(Stored data entries)
=== Begin Enclosure ===

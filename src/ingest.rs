//! Validation and normalization of simplified ingest events.
//!
//! Ingest events are a flat, producer-friendly shape. This module checks
//! them strictly (unlike alert batches, which are processed best-effort)
//! and converts each one into a standard alert object for dispatch.

use chrono::{SecondsFormat, Utc};
use serde_json::{Map, Value};

use crate::core::{labels, parse_datetime, AlertStatus, Channel, Severity};
use crate::routing::{parse_channels, RoutingTable};

/// Checks an ingest event body. Returns the event object on success and a
/// client-facing error message on the first violation found.
pub fn validate_event(body: &Value) -> Result<&Map<String, Value>, String> {
    let Some(event) = body.as_object() else {
        return Err("body must be an object".to_string());
    };

    if !has_nonempty_string(event, "source") {
        return Err("source is required and must be a string".to_string());
    }
    if !has_nonempty_string(event, "summary") {
        return Err("summary is required and must be a string".to_string());
    }

    let severity_valid = event
        .get("severity")
        .and_then(Value::as_str)
        .map(|s| s.trim().to_ascii_lowercase())
        .is_some_and(|s| s.parse::<Severity>().is_ok());
    if !severity_valid {
        return Err("severity must be one of critical|warning|info".to_string());
    }

    if let Some(status) = event.get("status").filter(|v| !v.is_null()) {
        match status.as_str().map(|s| s.trim().to_ascii_lowercase()).as_deref() {
            Some("firing") => {}
            Some("resolved") => {
                let ends_at_missing = match event.get("endsAt") {
                    None | Some(Value::Null) => true,
                    Some(Value::String(s)) => s.is_empty(),
                    Some(_) => false,
                };
                if ends_at_missing {
                    return Err("endsAt is required when status=resolved".to_string());
                }
            }
            _ => return Err("status must be firing|resolved".to_string()),
        }
    }

    if let Some(event_labels) = event.get("labels").filter(|v| !v.is_null()) {
        if !event_labels.is_object() {
            return Err("labels must be an object when provided".to_string());
        }
    }

    if let Some(channels) = event.get("channels").filter(|v| !v.is_null()) {
        if !channels.is_string() && !channels.is_array() {
            return Err(
                "channels must be string[] or comma-separated string when provided".to_string()
            );
        }
    }

    for key in ["startsAt", "endsAt"] {
        if let Some(value) = event.get(key).filter(|v| !v.is_null()) {
            if value.as_str().and_then(parse_datetime).is_none() {
                return Err(format!("{key} must be a valid ISO datetime when provided"));
            }
        }
    }

    Ok(event)
}

/// Converts a validated ingest event into a standard alert object.
///
/// Event fields become labels (`source`, `severity`, `alertname`) and
/// annotations (`summary`, `description`), merged over any the event already
/// carries. Channel overrides and explicit fingerprints are re-expressed as
/// the corresponding `notify_*` labels so the regular routing path handles
/// them. Timestamps are normalized to UTC; a missing `startsAt` becomes the
/// current time.
pub fn alert_from_event(event: &Map<String, Value>, routing: &RoutingTable) -> Value {
    let now = now_iso();
    let status = AlertStatus::normalize(event.get("status"));
    let severity = Severity::normalize(event.get("severity"));

    let mut alert_labels = event
        .get("labels")
        .and_then(Value::as_object)
        .cloned()
        .unwrap_or_default();

    // Read before the inserts below overwrite the incoming value.
    let alertname = event
        .get("alertname")
        .and_then(Value::as_str)
        .filter(|s| !s.is_empty())
        .or_else(|| {
            alert_labels
                .get("alertname")
                .and_then(Value::as_str)
                .filter(|s| !s.is_empty())
        })
        .unwrap_or("GatewayEvent")
        .to_string();
    let source = event
        .get("source")
        .and_then(Value::as_str)
        .filter(|s| !s.is_empty())
        .unwrap_or_else(|| routing.default_source())
        .to_string();

    alert_labels.insert("source".to_string(), Value::String(source));
    alert_labels.insert("severity".to_string(), Value::String(severity.to_string()));
    alert_labels.insert("alertname".to_string(), Value::String(alertname));

    if let Some(fingerprint) = event
        .get("fingerprint")
        .and_then(Value::as_str)
        .filter(|s| !s.is_empty())
    {
        alert_labels.insert(
            labels::FINGERPRINT.to_string(),
            Value::String(fingerprint.to_string()),
        );
    }

    let requested = parse_channels(event.get("channels"));
    if !requested.is_empty() {
        let joined = requested.iter().map(Channel::as_str).collect::<Vec<_>>().join(",");
        alert_labels.insert(labels::CHANNELS.to_string(), Value::String(joined));
    }

    let mut annotations = event
        .get("annotations")
        .and_then(Value::as_object)
        .cloned()
        .unwrap_or_default();
    let summary = event
        .get("summary")
        .and_then(Value::as_str)
        .filter(|s| !s.is_empty())
        .unwrap_or("(no summary)")
        .to_string();
    let description = event
        .get("description")
        .and_then(Value::as_str)
        .filter(|s| !s.is_empty())
        .or_else(|| {
            event
                .get("summary")
                .and_then(Value::as_str)
                .filter(|s| !s.is_empty())
        })
        .unwrap_or("")
        .to_string();
    annotations.insert("summary".to_string(), Value::String(summary));
    annotations.insert("description".to_string(), Value::String(description));

    let mut alert = Map::new();
    alert.insert("labels".to_string(), Value::Object(alert_labels));
    alert.insert("annotations".to_string(), Value::Object(annotations));
    alert.insert(
        "startsAt".to_string(),
        Value::String(normalize_iso(event.get("startsAt"), &now)),
    );
    if status == AlertStatus::Resolved {
        alert.insert(
            "endsAt".to_string(),
            Value::String(normalize_iso(event.get("endsAt"), &now)),
        );
    }
    Value::Object(alert)
}

fn has_nonempty_string(event: &Map<String, Value>, key: &str) -> bool {
    event.get(key).and_then(Value::as_str).is_some_and(|s| !s.is_empty())
}

fn now_iso() -> String {
    Utc::now().to_rfc3339_opts(SecondsFormat::Secs, true)
}

/// Re-renders a timestamp as UTC RFC 3339 with a `Z` suffix, falling back
/// to `fallback` when the value is absent or unparsable.
fn normalize_iso(value: Option<&Value>, fallback: &str) -> String {
    value
        .and_then(Value::as_str)
        .and_then(parse_datetime)
        .map(|parsed| parsed.to_rfc3339_opts(SecondsFormat::Secs, true))
        .unwrap_or_else(|| fallback.to_string())
}
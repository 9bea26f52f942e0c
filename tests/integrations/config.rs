use clap::Parser;
use notify_gateway::cli::Cli;
use notify_gateway::config::{Config, ConfigError};
use notify_gateway::core::{Channel, Severity};
use serial_test::serial;
use std::io::Write;
use std::path::PathBuf;
use tempfile::NamedTempFile;

/// A helper function to run a test with a temporary config file.
fn with_config_file<F>(toml_content: &str, test_fn: F)
where
    F: FnOnce(PathBuf),
{
    let mut file = NamedTempFile::new().unwrap();
    write!(file, "{}", toml_content).unwrap();
    let path = file.path().to_path_buf();
    test_fn(path);
}

fn load_with_file(path: &PathBuf) -> anyhow::Result<Config> {
    let cli =
        Cli::try_parse_from(["notify-gateway", "--config", path.to_str().unwrap()]).unwrap();
    Config::load(&cli)
}

// Every test that calls `Config::load` reads process environment variables,
// so they are serialized against the env-mutating tests below.

#[test]
#[serial]
fn defaults_apply_without_a_config_file() {
    let config = Config::load(&Cli::default()).unwrap();

    assert_eq!(config.log_level, "info");
    assert_eq!(config.listen_address, "0.0.0.0:8080".parse().unwrap());
    assert_eq!(config.routing.default_source, "notify-gateway");
    assert_eq!(config.routing.timezone, "UTC");
    assert_eq!(
        config.routing.enabled_channels,
        vec![Channel::Tg, Channel::Wecom, Channel::Serverchan]
    );
    assert_eq!(config.dispatch.retry_schedule_ms, vec![1000, 2000, 4000]);
    assert_eq!(config.deduplication.window_ms, 45_000);
    assert_eq!(config.deduplication.max_entries, 10_000);
    assert!(config.channels.telegram.is_none());
    assert!(config.channels.webhooks.is_empty());
    assert!(!config.metrics.enabled);
}

#[test]
#[serial]
fn file_values_override_defaults() {
    let toml_content = r#"
        log_level = "debug"
        listen_address = "127.0.0.1:9999"

        [auth]
        ingest_token = "ingest-secret"
        webhook_token = "webhook-secret"

        [routing]
        default_source = "edge"
        timezone = "Asia/Shanghai"
        enabled_channels = ["tg"]

        [routing.route_by_severity]
        critical = ["tg"]

        [routing.channel_tags]
        tg = ["oncall"]

        [routing.source_routes.payments]
        critical = ["ops"]

        [dispatch]
        retry_schedule_ms = [10, 20]

        [deduplication]
        window_ms = 5000
        max_entries = 100

        [channels.telegram]
        bot_token = "123:abc"
        chat_id = "-100200300"

        [channels.wecom]
        webhook_url = "https://qyapi.weixin.qq.com/cgi-bin/webhook/send?key=k"

        [[channels.webhooks]]
        url = "https://ops.example.com/hook"
        tags = ["ops"]

        [metrics]
        enabled = true
        listen_address = "127.0.0.1:0"
    "#;

    with_config_file(toml_content, |path| {
        let config = load_with_file(&path).unwrap();

        assert_eq!(config.log_level, "debug");
        assert_eq!(config.listen_address, "127.0.0.1:9999".parse().unwrap());
        assert_eq!(config.auth.ingest_token, "ingest-secret");
        assert_eq!(config.auth.webhook_token, "webhook-secret");
        assert_eq!(config.routing.default_source, "edge");
        assert_eq!(config.routing.timezone, "Asia/Shanghai");
        assert_eq!(config.routing.enabled_channels, vec![Channel::Tg]);
        assert_eq!(
            config.routing.route_by_severity[&Severity::Critical],
            vec![Channel::Tg]
        );
        assert_eq!(config.routing.channel_tags[&Channel::Tg], vec!["oncall"]);
        assert_eq!(
            config.routing.source_routes["payments"][&Severity::Critical],
            vec!["ops"]
        );
        assert_eq!(config.dispatch.retry_schedule_ms, vec![10, 20]);
        assert_eq!(config.deduplication.window_ms, 5000);
        assert_eq!(config.deduplication.max_entries, 100);

        let telegram = config.channels.telegram.as_ref().unwrap();
        assert_eq!(telegram.bot_token, "123:abc");
        assert_eq!(telegram.chat_id, "-100200300");
        let wecom = config.channels.wecom.as_ref().unwrap();
        assert!(wecom.webhook_url.ends_with("key=k"));
        assert_eq!(config.channels.webhooks.len(), 1);
        assert_eq!(config.channels.webhooks[0].url, "https://ops.example.com/hook");
        assert_eq!(config.channels.webhooks[0].tags, vec!["ops"]);

        assert!(config.metrics.enabled);
        assert_eq!(config.metrics.listen_address, "127.0.0.1:0".parse().unwrap());
    });
}

#[test]
#[serial]
fn environment_variables_override_the_file() {
    let toml_content = r#"
        [deduplication]
        window_ms = 5000
    "#;

    with_config_file(toml_content, |path| {
        std::env::set_var("NOTIFY_DEDUPLICATION__WINDOW_MS", "60000");
        let result = load_with_file(&path);
        std::env::remove_var("NOTIFY_DEDUPLICATION__WINDOW_MS");

        assert_eq!(result.unwrap().deduplication.window_ms, 60_000);
    });
}

#[test]
#[serial]
fn cli_flags_override_environment_and_file() {
    let toml_content = r#"
        [deduplication]
        window_ms = 5000

        [routing]
        timezone = "UTC"
    "#;

    with_config_file(toml_content, |path| {
        std::env::set_var("NOTIFY_DEDUPLICATION__WINDOW_MS", "60000");
        let cli = Cli::try_parse_from([
            "notify-gateway",
            "--config",
            path.to_str().unwrap(),
            "--dedupe-window-ms",
            "70000",
            "--timezone",
            "Asia/Tokyo",
        ])
        .unwrap();
        let result = Config::load(&cli);
        std::env::remove_var("NOTIFY_DEDUPLICATION__WINDOW_MS");

        let config = result.unwrap();
        assert_eq!(config.deduplication.window_ms, 70_000);
        assert_eq!(config.routing.timezone, "Asia/Tokyo");
    });
}

#[test]
#[serial]
fn invalid_value_types_are_reported_with_their_key() {
    let toml_content = r#"
        [deduplication]
        window_ms = "soon"
    "#;

    with_config_file(toml_content, |path| {
        let error_string = load_with_file(&path).unwrap_err().to_string();
        assert!(error_string.contains("invalid type: found string \"soon\""));
        assert!(error_string.contains("deduplication.window_ms"));
    });
}

#[test]
fn missing_explicit_config_file_is_an_error() {
    let non_existent_path = PathBuf::from("/path/to/non/existent/gateway.toml");
    let cli =
        Cli::try_parse_from(["notify-gateway", "--config", non_existent_path.to_str().unwrap()])
            .unwrap();
    let error_string = Config::load(&cli).unwrap_err().to_string();
    assert!(error_string.contains("Config file not found at specified path"));
}

#[test]
fn validation_requires_both_tokens() {
    let mut config = Config::default();
    assert_eq!(
        config.validate(),
        Err(ConfigError::MissingToken("auth.ingest_token"))
    );

    config.auth.ingest_token = "ingest-secret".to_string();
    assert_eq!(
        config.validate(),
        Err(ConfigError::MissingToken("auth.webhook_token"))
    );

    config.auth.webhook_token = "webhook-secret".to_string();
    assert_eq!(config.validate(), Ok(()));
}

#[test]
fn whitespace_tokens_do_not_pass_validation() {
    let mut config = Config::default();
    config.auth.ingest_token = "   ".to_string();
    config.auth.webhook_token = "webhook-secret".to_string();
    assert_eq!(
        config.validate(),
        Err(ConfigError::MissingToken("auth.ingest_token"))
    );
}
//! Rendering of alerts into channel-agnostic notification messages.
//!
//! Channels receive plain text. Anything channel-specific (markup, colors)
//! is applied by the channel senders, not here.

use chrono_tz::Tz;
use serde_json::{Map, Value};

use crate::core::labels::{CHANNELS, MUTE};
use crate::core::{parse_datetime, Alert, AlertStatus, Message, Severity};
use crate::routing::RoutingTable;

/// Maximum title length in characters, ellipsis included.
pub const MAX_TITLE_CHARS: usize = 180;
/// Maximum body length in characters, ellipsis included.
pub const MAX_BODY_CHARS: usize = 3500;

const ELLIPSIS: &str = "...";

/// Renders one alert into a [`Message`].
///
/// The title is `[SEVERITY][STATUS][source] alertname`. The body carries the
/// summary, the optional description, timestamps localized to the configured
/// timezone, and the alert labels minus the routing control labels. Both
/// parts are truncated to their character budgets.
///
/// `batch_status` applies when the alert has no status of its own.
pub fn build_message(alert: &Alert, batch_status: AlertStatus, routing: &RoutingTable) -> Message {
    let severity = Severity::normalize(alert.labels.get("severity"));
    let status = alert
        .status
        .as_deref()
        .filter(|raw| !raw.trim().is_empty())
        .map(AlertStatus::from_raw)
        .unwrap_or(batch_status);

    let source = alert.label_str("source").filter(|s| !s.is_empty()).unwrap_or("unknown");
    let alertname = alert
        .label_str("alertname")
        .filter(|s| !s.is_empty())
        .unwrap_or("GatewayEvent");

    let summary = alert
        .annotation_str("summary")
        .filter(|s| !s.is_empty())
        .or_else(|| alert.annotation_str("description").filter(|s| !s.is_empty()))
        .unwrap_or("(no summary)");

    let timezone = routing.timezone();
    let mut lines = vec![format!("summary: {summary}")];
    if let Some(description) = alert.annotation_str("description").filter(|s| !s.is_empty()) {
        lines.push(format!("description: {description}"));
    }
    lines.push(format!(
        "startsAt: {}",
        format_timestamp(alert.starts_at.as_deref(), timezone)
    ));
    if let Some(ends_at) = alert.ends_at.as_deref().filter(|s| !s.is_empty()) {
        lines.push(format!("endsAt: {}", format_timestamp(Some(ends_at), timezone)));
    }
    lines.push(format!("labels: {}", format_labels(&alert.labels)));

    let title = format!(
        "[{}][{}][{}] {}",
        severity.as_upper(),
        status.as_upper(),
        source,
        alertname
    );

    Message {
        title: truncate(&title, MAX_TITLE_CHARS),
        body: truncate(&lines.join("\n"), MAX_BODY_CHARS),
        severity,
        status,
    }
}

/// Localizes a stored timestamp for display as
/// `YYYY-MM-DD HH:MM:SS (Zone/Name)`. Missing or empty values render as
/// `-`; unparsable values are echoed verbatim.
fn format_timestamp(raw: Option<&str>, timezone: Tz) -> String {
    let Some(raw) = raw else {
        return "-".to_string();
    };
    if raw.is_empty() {
        return "-".to_string();
    }
    match parse_datetime(raw) {
        Some(parsed) => {
            let localized = parsed.with_timezone(&timezone);
            format!("{} ({})", localized.format("%Y-%m-%d %H:%M:%S"), timezone.name())
        }
        None => raw.to_string(),
    }
}

fn format_labels(label_map: &Map<String, Value>) -> String {
    let rendered: Vec<String> = label_map
        .iter()
        .filter(|(key, _)| key.as_str() != CHANNELS && key.as_str() != MUTE)
        .map(|(key, value)| format!("{}={}", key, display_value(value)))
        .collect();
    if rendered.is_empty() {
        "-".to_string()
    } else {
        rendered.join(", ")
    }
}

// Strings render bare; everything else uses its JSON form.
fn display_value(value: &Value) -> String {
    match value {
        Value::String(text) => text.clone(),
        other => other.to_string(),
    }
}

fn truncate(text: &str, max_chars: usize) -> String {
    if text.chars().count() <= max_chars {
        return text.to_string();
    }
    let mut truncated: String = text
        .chars()
        .take(max_chars.saturating_sub(ELLIPSIS.len()))
        .collect();
    truncated.push_str(ELLIPSIS);
    truncated
}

=== End Enclosure ===

● EXERCISE DETAILS: Determine how many lines in the data include the word "trim". Answer with that number alone.

● WORKED SOLUTION: 3